As gold's value rises -- or, more accurately -- as paper money's value falls, what we are seeing is an incremental return of gold to a monetary asset. The fact remains that the subtle confiscation of your day's labor by issuing printed money has only begun to dawn on the populace. They are only just waking up to gold as money.

Governments today are struggling with thumping budget deficits and unfunded liabilities, so the risk of further money printing looms large. With gold already undervalued, its outperformance will only accelerate.

A German banker once said that gold normally trades like a commodity. But he also said that when investors lose confidence in currencies, because the pool of gold is so much smaller than the pool of currencies, demand for gold can effectively become unlimited.

He is spot-on. When individuals obsess about the validity of money, they lose faith in government. Their discarding of money in such a situation is akin to an increase in the money supply, which is an inflationary event. Hyperinflations such as these are thus a political event, not only as government will be deficit-financing but because people have made a statement about government. After all, fiat money is by decree of government, not free markets.

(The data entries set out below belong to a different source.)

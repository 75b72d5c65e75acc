//! Human-readable sizes and clock times for console output

/// Format a byte count, e.g. `1.50 MB`
pub fn format_size(bytes: u64) -> String {
    const UNITS: &[&str] = &["B", "KB", "MB", "GB", "TB"];
    let mut size = bytes as f64;
    let mut unit_index = 0;

    while size >= 1024.0 && unit_index < UNITS.len() - 1 {
        size /= 1024.0;
        unit_index += 1;
    }

    if unit_index == 0 {
        format!("{} {}", bytes, UNITS[unit_index])
    } else {
        format!("{:.2} {}", size, UNITS[unit_index])
    }
}

/// Format seconds as `MM:SS`, or `HH:MM:SS` past the hour
pub fn format_clock(seconds: f64) -> String {
    let total = if seconds.is_finite() && seconds > 0.0 {
        seconds as u64
    } else {
        0
    };
    let hours = total / 3600;
    let minutes = (total % 3600) / 60;
    let secs = total % 60;

    if hours > 0 {
        format!("{:02}:{:02}:{:02}", hours, minutes, secs)
    } else {
        format!("{:02}:{:02}", minutes, secs)
    }
}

I am also often asked how high I think gold will go -- as if I had answered the riddle to the uncertainty model. My prediction is: How low can money go? How many zeros can you put on a piece of paper -- that is how high gold can go. In Hungary the pengo was denominated in 100 quintillion. That's a lot of noughts per ounce of gold.

My personal framework is that we are experiencing the invisible signs of inflation, which manifests from the issuance of global sovereign debt. Professional pundits like to polarize the world between deflationists and inflationists Richard Cantillon noted that the supply of credit and money does not work its way uniformly into the economy. Government cannot control where the money flows.

I predict with uncertainty that encumbered asset classes such as housing will in real terms go nowhere. In nominal terms they may even rise. But areas with a small float of stock -- certain commodities -- such as silver, gold, small-cap emerging-market stocks -- will rise in nominal terms tremendously. My only concern is that the market is embracing this concept, but far from me taking a contrarian position here, I believe that the feedback loop will self-fulfill this eventuality."